Crónicas

A sorte de ter pais A sorte de ter pais

Não há riqueza maior no Mundo do que a relação de cumplicidade e amor entre pais e filhos

Domingo dia do Pai e na segunda dia do meu Pai. É assim todos os anos, uma vez que o aniversário do meu é logo a seguir ao dia de todos. À tarde, com o sol a querer enfim espreitar como que a saudar o regresso da Primavera, passeava a caminho de casa, no regresso de mais um dia de trabalho e veio-me ao pensamento o pouco que precisamos para sermos felizes. Desse pouco uma fatia essencial vai para quem tem a sorte de, como eu, ter os seus pais presentes na sua vida. Não há riqueza maior no Mundo do que a relação de cumplicidade e amor entre pais e filhos, do que a presença física e a proximidade entre uns e outros, entre o que se cria e o que se constrói, a forma única como se abdica de tudo por alguém. Não há dinheiro que compre isso, nem bens materiais que atenuem a falta que eles fazem. Quem tem pais como os meus sabe do que estou a falar. A sensação de que se tudo falhar vai estar lá alguém, aconteça o que acontecer, o apoio único e incondicional, o colo que nos aconchega e aquela sensação de segurança que mesmo com o relógio a seguir o seu tempo natural nos faz sentir sempre protegidos, seja aos 5 aos 20 ou aos 40 anos.

Vejo pessoas à minha volta que não têm o mesmo privilegio, que encontraram os seus próprios caminhos para serem felizes e alguns deles que o conseguiram. Mas falta-lhes sempre uma parte da história, uma peça do puzzle. Quem viu partir cedo demais um pai ou uma mãe, quem nunca teve oportunidade de os abraçar, nem a sorte de poder partilhar os pequenos momentos da vida, carrega sempre uma mágoa que não se esgota, apenas se acalma, aprendendo-se a viver com ela. Seja em que idade ou altura da vida for, vejo-os a recordar as memórias dos que já partiram como se fossem pequeninos, como se nunca tivessem crescido e lhes tivessem amputado uma parte significativa da alma. Nestes dias sente-se essa dor de forma especial, a tristeza de não poder partilhar o dia com eles, o dia a dia nas coisas mais simples, na partilha das conquistas, no ombro para chorar as desilusões. O porto seguro que desaparece ou nunca sequer existiu. A falta que não se preenche deixando um vazio carregado de saudades ou de revolta.

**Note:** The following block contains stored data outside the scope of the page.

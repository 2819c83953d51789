//! Attachment kinds and the per-half-edge attachment table.
//!
//! Nodes are attached to half-edges, not to vertices or edges. A triangle
//! corner at vertex `v` inside face `f` is bounded by two half-edges of `f`:
//! the outgoing one carries a [`AttributeKind::FromVertexValue`] slot and the
//! incoming one a [`AttributeKind::ToVertexValue`] slot. Two adjacent corners
//! can therefore reference different nodes, which is how a singularity is
//! expressed.

use std::fmt;

use bitflags::bitflags;

use super::index::{HalfEdgeId, MeshIndex, NodeId};
use crate::error::{MeshError, Result};

/// The kind of an attachment slot.
#[derive(Debug, Clone, Copy, PartialEq, Eq, Hash)]
pub enum AttributeKind {
    /// Value at the destination vertex of the half-edge, inside its face.
    ToVertexValue,
    /// Value at the origin vertex of the half-edge, inside its face.
    FromVertexValue,
    /// Value at the midpoint of the edge, on the side of the half-edge.
    EdgeValue,
    /// Normal derivative at the midpoint of the edge.
    EdgeGradient,
}

impl AttributeKind {
    /// All kinds, in slot order.
    pub const ALL: [AttributeKind; 4] = [
        AttributeKind::ToVertexValue,
        AttributeKind::FromVertexValue,
        AttributeKind::EdgeValue,
        AttributeKind::EdgeGradient,
    ];

    /// The two kinds stored on edges rather than at corners.
    pub const EDGE_KINDS: [AttributeKind; 2] =
        [AttributeKind::EdgeValue, AttributeKind::EdgeGradient];

    #[inline]
    pub(crate) fn slot(self) -> usize {
        self as usize
    }

    /// The single-kind attribute mask.
    #[inline]
    pub fn mask(self) -> Attributes {
        Attributes::from_bits_retain(1 << self.slot())
    }

    /// The kind of the slot facing this one across the edge.
    ///
    /// Corner values swap direction when seen from the twin half-edge; edge
    /// kinds face themselves.
    #[inline]
    pub fn opposite(self) -> AttributeKind {
        match self {
            AttributeKind::ToVertexValue => AttributeKind::FromVertexValue,
            AttributeKind::FromVertexValue => AttributeKind::ToVertexValue,
            kind => kind,
        }
    }
}

bitflags! {
    /// Bitmask of enabled attachment kinds.
    #[derive(Default, Clone, Copy, PartialEq, Eq, Hash)]
    pub struct Attributes: u8 {
        /// Per-corner value at the destination vertex.
        const TO_VERTEX_VALUE = 1 << 0;
        /// Per-corner value at the origin vertex.
        const FROM_VERTEX_VALUE = 1 << 1;
        /// Per-edge value.
        const EDGE_VALUE = 1 << 2;
        /// Per-edge normal derivative.
        const EDGE_GRADIENT = 1 << 3;

        /// Linear elements: vertex values only.
        const LINEAR = Self::TO_VERTEX_VALUE.bits() | Self::FROM_VERTEX_VALUE.bits();
        /// Quadratic elements: vertex values and edge values.
        const QUADRATIC = Self::LINEAR.bits() | Self::EDGE_VALUE.bits();
        /// Morley elements: vertex values and edge gradients.
        const MORLEY = Self::LINEAR.bits() | Self::EDGE_GRADIENT.bits();
        /// Fraeijs de Veubeke elements: every kind.
        const FV = Self::QUADRATIC.bits() | Self::EDGE_GRADIENT.bits();
    }
}

impl Attributes {
    /// Whether `kind` is enabled.
    #[inline]
    pub fn has(self, kind: AttributeKind) -> bool {
        self.intersects(kind.mask())
    }

    /// Enabled kinds, in slot order.
    pub fn kinds(self) -> impl Iterator<Item = AttributeKind> {
        AttributeKind::ALL.into_iter().filter(move |&k| self.has(k))
    }
}

impl fmt::Debug for Attributes {
    fn fmt(&self, f: &mut fmt::Formatter<'_>) -> fmt::Result {
        f.debug_set().entries(self.kinds()).finish()
    }
}

/// Node handles per half-edge, one column per enabled kind.
///
/// Disabled kinds hold no storage at all, so reading them is an error rather
/// than a stale read.
#[derive(Debug, Clone)]
pub struct AttachmentTable<I: MeshIndex = u32> {
    attributes: Attributes,
    num_halfedges: usize,
    columns: [Option<Vec<NodeId<I>>>; 4],
}

impl<I: MeshIndex> AttachmentTable<I> {
    /// Create a table for `num_halfedges` half-edges with every enabled slot
    /// unassigned.
    pub fn new(num_halfedges: usize, attributes: Attributes) -> Self {
        let mut table = Self {
            attributes: Attributes::empty(),
            num_halfedges,
            columns: [None, None, None, None],
        };
        table.set_attributes(attributes);
        table
    }

    /// The enabled-attribute mask.
    #[inline]
    pub fn attributes(&self) -> Attributes {
        self.attributes
    }

    /// Change the enabled kinds. Newly enabled kinds start unassigned;
    /// disabled kinds lose their slots.
    pub fn set_attributes(&mut self, attributes: Attributes) {
        for kind in AttributeKind::ALL {
            let column = &mut self.columns[kind.slot()];
            if attributes.has(kind) {
                if column.is_none() {
                    *column = Some(vec![NodeId::invalid(); self.num_halfedges]);
                }
            } else {
                *column = None;
            }
        }
        self.attributes = attributes;
    }

    /// Read a slot.
    #[inline]
    pub fn get(&self, he: HalfEdgeId<I>, kind: AttributeKind) -> Result<NodeId<I>> {
        let column = self.column(kind)?;
        column
            .get(he.index())
            .copied()
            .ok_or_else(|| MeshError::invalid_handle("halfedge", he.index()))
    }

    /// Write a slot.
    #[inline]
    pub fn set(&mut self, he: HalfEdgeId<I>, kind: AttributeKind, node: NodeId<I>) -> Result<()> {
        let column = self.columns[kind.slot()]
            .as_mut()
            .ok_or(MeshError::AttributeDisabled { attribute: kind })?;
        let slot = column
            .get_mut(he.index())
            .ok_or_else(|| MeshError::invalid_handle("halfedge", he.index()))?;
        *slot = node;
        Ok(())
    }

    /// The whole column of an enabled kind.
    pub fn column(&self, kind: AttributeKind) -> Result<&[NodeId<I>]> {
        self.columns[kind.slot()]
            .as_deref()
            .ok_or(MeshError::AttributeDisabled { attribute: kind })
    }

    /// Every enabled slot of every half-edge, mutably.
    pub(crate) fn slots_mut(&mut self) -> impl Iterator<Item = &mut NodeId<I>> + '_ {
        self.columns.iter_mut().flatten().flat_map(|column| column.iter_mut())
    }

    /// Every enabled slot of every half-edge.
    pub(crate) fn slots(&self) -> impl Iterator<Item = NodeId<I>> + '_ {
        self.columns.iter().flatten().flat_map(|column| column.iter().copied())
    }
}
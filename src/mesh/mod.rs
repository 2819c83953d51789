//! Core mesh data structures.
//!
//! This module provides the half-edge topology and the value model layered
//! on top of it.
//!
//! # Overview
//!
//! [`HalfEdgeMesh`] is a manifold triangle mesh stored as a half-edge
//! (doubly-connected edge list) structure with O(1) adjacency queries.
//! Positions are [`nalgebra::DVector`]s, so the same code serves 2D images
//! and higher-dimensional domains.
//!
//! [`VgMesh`] wraps a topology and attaches *nodes* to it. A node is either a
//! constraint value or an unknown; nodes live in a [`NodeStore`] and are
//! referenced from the per-half-edge slots of an [`AttachmentTable`].
//!
//! # Index Types
//!
//! Mesh elements are identified by type-safe index wrappers:
//! - [`VertexId`] - Identifies a vertex
//! - [`HalfEdgeId`] - Identifies a half-edge
//! - [`FaceId`] - Identifies a face
//! - [`EdgeId`] - Identifies a full edge
//! - [`NodeId`] - Identifies a node
//!
//! These indices are generic over the underlying integer type ([`MeshIndex`] trait),
//! allowing you to choose `u16`, `u32`, or `u64` based on mesh size. Every
//! index type has an `invalid()` sentinel; an attachment slot holding
//! `NodeId::invalid()` has no node assigned.
//!
//! # Construction
//!
//! ```
//! use vgmesh::mesh::{build_from_triangles, HalfEdgeMesh, VgMesh, VgMeshOptions};
//!
//! let vertices = [[0.0, 0.0], [1.0, 0.0], [0.5, 1.0]];
//! let faces = [[0, 1, 2]];
//!
//! let topology: HalfEdgeMesh = build_from_triangles(&vertices, &faces).unwrap();
//! let mesh = VgMesh::new(topology, &VgMeshOptions::default()).unwrap();
//! assert_eq!(mesh.unset_slot_count(), 9);
//! ```

mod attributes;
mod builder;
mod halfedge;
mod index;
mod node;
mod vg_mesh;

pub use attributes::{AttachmentTable, AttributeKind, Attributes};
pub use builder::{build_from_triangles, to_face_vertex};
pub use halfedge::{
    Face, FaceHalfEdgeIter, HalfEdge, HalfEdgeMesh, Vertex, VertexFan, VertexHalfEdgeIter,
};
pub use index::{EdgeId, FaceId, HalfEdgeId, MeshIndex, NodeId, VertexId};
pub use node::{NodeStore, NodeValue};
pub use vg_mesh::{Slot, VgMesh, VgMeshOptions};

pub(crate) use vg_mesh::spread_positions;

Por muito que às vezes a distância não permita um relacionamento mais profundo ou que existam no caminho discussões, pontos de vista diferentes, por vezes algum choque normalmente causado pela parecença que temos em relação aos nossos progenitores, há algo que devemos ter sempre presentes em nós. Que o tempo passa e passa mais rápido do que desejávamos, que nunca sabemos o que vai acontecer amanhã e que nunca mas mesmo nunca devemos deixar protelar situações de conflito à espera que o tempo cure ou que mais cedo ou mais tarde as coisas se resolvam. Há quem passe a vida amargurado porque não teve a oportunidade de dizer aos pais o quanto os amava, que dariam tudo para voltar atrás e fazer as coisas de forma distinta. O tempo não volta para trás. É por isso que quem tem a felicidade de poder ter a companhia deles, a deve preservar e a deve aproveitar ao máximo, porque mais cedo ou mais tarde vão sentir falta disso.

É engraçada a forma como eles são invariavelmente os nossos heróis e os nossos exemplos, mesmo que aos olhos da sociedade não tenham deixado uma pegada marcante. Porque se a vida é feita de experiências e de momentos, são os que passamos com eles que normalmente nos preenchem as memórias e nos guiam criando valores e princípios que levamos para sempre. Os ensinamentos que ficam, as conversas longas, os olhares cúmplices ou tão só uma ida a um jogo de futebol ou aquela viagem especial. A proteção e o sentimento de pertença, o carinho mesmo nos erros, a confiança mesmo nas falhas.

Quem tem a sorte de os ter ainda por perto que beba cada segundo dessa relação mágica que não se esgota nem se delimita. Não há, por muito que alguns o tentem menorizar ou transformar em algo supostamente moderno, nada que se equipare ao que vivemos dentro desses laços e o que isso nos transporta depois para tudo o que se segue. Também há os escroques mas esses nem são considerados para a matéria. Falo dos que estão lá, sempre estiveram e vão fazer tudo para estar. A nossa rede de trapezista. A nossa voz da consciência, o nosso colete à prova de balas. Se ainda os tens dedica-lhes tempo, se já partiram tenta tu ser para os teus filhos o que gostavas que eles tivessem sido. Se a saudade é o amor que fica os pais são o amor que não se define. Sente-se.